• **TASK INSTRUCTIONS**:
Filter this listing down to the lines that contain the word "SyncError", and copy them.

═════ RECORDS PROVIDED ═════

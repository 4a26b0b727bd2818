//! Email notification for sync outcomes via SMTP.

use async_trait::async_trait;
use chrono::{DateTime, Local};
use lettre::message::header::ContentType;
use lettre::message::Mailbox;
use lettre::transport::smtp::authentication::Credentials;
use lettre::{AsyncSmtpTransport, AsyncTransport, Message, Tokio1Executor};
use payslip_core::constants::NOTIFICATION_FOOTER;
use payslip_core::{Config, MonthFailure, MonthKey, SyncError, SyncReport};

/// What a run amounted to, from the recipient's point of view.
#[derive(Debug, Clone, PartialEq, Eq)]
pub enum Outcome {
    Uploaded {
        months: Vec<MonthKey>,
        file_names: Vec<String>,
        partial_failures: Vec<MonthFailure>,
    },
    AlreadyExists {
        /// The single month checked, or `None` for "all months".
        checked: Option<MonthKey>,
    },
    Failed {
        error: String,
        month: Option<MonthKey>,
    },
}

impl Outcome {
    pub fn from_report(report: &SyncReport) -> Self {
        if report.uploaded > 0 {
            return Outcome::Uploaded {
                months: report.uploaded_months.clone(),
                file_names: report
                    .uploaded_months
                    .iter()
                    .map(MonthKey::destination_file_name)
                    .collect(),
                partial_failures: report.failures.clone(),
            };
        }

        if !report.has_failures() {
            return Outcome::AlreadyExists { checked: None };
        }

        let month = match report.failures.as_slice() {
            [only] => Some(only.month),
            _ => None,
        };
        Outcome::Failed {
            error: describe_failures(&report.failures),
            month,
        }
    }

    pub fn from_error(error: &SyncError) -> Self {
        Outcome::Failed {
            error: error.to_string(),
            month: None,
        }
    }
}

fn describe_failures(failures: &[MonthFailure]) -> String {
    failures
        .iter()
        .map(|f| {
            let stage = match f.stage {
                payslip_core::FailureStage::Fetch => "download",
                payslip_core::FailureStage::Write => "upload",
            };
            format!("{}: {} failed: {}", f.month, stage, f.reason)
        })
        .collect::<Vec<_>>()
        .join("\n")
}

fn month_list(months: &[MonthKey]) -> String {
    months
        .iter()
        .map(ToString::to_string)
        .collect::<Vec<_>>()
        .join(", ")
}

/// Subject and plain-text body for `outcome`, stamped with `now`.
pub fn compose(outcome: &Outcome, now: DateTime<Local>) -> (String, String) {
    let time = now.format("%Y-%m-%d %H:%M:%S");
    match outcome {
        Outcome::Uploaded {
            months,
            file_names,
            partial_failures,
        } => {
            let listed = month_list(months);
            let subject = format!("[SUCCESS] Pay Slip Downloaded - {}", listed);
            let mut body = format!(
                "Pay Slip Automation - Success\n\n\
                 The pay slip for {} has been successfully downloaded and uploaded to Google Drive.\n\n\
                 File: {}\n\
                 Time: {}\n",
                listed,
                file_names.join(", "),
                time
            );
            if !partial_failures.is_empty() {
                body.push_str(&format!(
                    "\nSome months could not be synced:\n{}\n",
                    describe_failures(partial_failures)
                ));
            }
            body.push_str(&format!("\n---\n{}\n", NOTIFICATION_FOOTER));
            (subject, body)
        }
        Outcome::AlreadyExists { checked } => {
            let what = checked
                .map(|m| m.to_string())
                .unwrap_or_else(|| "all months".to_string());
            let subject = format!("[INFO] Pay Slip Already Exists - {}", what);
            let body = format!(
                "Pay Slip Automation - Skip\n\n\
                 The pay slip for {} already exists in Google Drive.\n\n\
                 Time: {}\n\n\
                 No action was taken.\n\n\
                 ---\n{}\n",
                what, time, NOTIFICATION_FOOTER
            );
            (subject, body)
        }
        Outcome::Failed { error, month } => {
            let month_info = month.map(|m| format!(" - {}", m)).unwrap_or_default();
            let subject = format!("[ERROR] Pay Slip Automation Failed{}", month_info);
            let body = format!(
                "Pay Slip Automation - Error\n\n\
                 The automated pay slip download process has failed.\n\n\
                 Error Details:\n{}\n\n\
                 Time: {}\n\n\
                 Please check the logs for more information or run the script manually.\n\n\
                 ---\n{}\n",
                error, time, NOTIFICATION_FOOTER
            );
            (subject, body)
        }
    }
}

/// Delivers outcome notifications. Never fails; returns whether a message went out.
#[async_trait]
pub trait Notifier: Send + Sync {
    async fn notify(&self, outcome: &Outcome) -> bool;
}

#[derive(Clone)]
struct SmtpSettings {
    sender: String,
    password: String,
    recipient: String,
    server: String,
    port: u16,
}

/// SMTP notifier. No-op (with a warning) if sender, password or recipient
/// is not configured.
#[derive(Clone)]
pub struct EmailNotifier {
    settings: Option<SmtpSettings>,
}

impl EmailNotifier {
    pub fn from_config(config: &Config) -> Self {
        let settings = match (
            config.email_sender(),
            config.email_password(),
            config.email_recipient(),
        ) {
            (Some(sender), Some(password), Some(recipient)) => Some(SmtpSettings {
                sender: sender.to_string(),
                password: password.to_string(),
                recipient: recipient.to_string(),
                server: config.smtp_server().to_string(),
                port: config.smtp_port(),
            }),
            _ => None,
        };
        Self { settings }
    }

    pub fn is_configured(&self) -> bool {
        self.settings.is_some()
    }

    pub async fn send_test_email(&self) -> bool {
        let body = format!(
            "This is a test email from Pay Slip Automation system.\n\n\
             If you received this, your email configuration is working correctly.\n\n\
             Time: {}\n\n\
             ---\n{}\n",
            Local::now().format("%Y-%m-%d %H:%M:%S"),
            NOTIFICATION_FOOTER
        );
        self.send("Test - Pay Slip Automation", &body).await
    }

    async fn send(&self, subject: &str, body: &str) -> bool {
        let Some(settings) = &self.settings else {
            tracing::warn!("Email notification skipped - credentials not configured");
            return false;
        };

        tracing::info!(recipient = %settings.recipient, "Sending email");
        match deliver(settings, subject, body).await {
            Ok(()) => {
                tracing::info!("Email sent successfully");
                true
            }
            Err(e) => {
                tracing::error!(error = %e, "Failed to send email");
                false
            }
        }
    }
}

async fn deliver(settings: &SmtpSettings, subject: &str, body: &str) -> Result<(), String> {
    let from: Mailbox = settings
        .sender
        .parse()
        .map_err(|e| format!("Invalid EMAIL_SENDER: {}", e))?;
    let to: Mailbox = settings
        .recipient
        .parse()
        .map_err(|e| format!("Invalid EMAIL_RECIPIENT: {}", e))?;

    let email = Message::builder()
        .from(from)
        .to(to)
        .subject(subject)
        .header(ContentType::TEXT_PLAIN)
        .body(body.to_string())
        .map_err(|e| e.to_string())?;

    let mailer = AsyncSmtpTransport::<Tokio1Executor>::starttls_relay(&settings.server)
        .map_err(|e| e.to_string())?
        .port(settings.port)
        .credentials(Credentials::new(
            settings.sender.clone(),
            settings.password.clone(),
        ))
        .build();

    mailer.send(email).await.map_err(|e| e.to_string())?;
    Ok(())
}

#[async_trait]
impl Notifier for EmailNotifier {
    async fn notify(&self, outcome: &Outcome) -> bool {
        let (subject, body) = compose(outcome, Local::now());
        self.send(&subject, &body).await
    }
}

═════
═════ RECORDS PROVIDED ═════

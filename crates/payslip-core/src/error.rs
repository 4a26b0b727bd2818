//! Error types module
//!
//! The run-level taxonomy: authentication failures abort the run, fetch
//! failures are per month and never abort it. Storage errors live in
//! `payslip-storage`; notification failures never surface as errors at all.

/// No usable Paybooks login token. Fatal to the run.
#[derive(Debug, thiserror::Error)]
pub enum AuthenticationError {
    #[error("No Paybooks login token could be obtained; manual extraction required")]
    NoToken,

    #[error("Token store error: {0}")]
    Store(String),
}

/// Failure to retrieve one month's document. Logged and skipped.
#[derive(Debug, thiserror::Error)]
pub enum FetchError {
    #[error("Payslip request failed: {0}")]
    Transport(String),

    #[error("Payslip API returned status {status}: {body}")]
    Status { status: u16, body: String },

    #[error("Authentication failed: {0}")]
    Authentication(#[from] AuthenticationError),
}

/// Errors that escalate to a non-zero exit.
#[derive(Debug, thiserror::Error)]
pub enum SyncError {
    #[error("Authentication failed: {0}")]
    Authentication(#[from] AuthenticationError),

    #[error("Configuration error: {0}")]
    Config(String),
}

═════
═════ RECORDS PROVIDED ═════

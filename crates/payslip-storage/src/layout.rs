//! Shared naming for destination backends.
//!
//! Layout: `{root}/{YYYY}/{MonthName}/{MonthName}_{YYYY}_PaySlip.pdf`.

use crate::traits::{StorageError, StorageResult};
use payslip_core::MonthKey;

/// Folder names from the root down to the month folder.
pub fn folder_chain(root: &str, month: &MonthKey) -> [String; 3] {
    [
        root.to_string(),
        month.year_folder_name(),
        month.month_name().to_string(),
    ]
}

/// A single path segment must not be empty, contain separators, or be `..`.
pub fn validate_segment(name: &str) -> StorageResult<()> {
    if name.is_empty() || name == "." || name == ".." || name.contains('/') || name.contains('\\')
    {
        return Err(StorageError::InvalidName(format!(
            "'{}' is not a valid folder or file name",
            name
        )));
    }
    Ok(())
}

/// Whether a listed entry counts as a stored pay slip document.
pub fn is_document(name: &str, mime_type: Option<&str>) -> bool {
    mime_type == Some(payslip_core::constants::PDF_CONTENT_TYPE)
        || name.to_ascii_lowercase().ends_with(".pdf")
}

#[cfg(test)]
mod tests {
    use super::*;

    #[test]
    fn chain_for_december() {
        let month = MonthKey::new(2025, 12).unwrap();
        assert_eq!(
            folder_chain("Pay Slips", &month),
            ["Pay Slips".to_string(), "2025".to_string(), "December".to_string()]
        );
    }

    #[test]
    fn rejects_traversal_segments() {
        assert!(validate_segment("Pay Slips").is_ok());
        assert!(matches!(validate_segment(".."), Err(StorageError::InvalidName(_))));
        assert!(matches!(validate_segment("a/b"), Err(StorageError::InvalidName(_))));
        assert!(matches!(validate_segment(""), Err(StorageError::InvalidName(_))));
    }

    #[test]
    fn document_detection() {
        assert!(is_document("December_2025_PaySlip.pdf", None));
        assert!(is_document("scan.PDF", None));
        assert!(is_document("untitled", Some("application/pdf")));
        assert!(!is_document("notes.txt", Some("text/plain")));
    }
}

═════

• **SOLUTION TO THE PROBLEM**:
use payslip_core::{Config, MonthFailure, MonthKey, SyncError, SyncReport};
    pub fn from_error(error: &SyncError) -> Self {
pub enum SyncError {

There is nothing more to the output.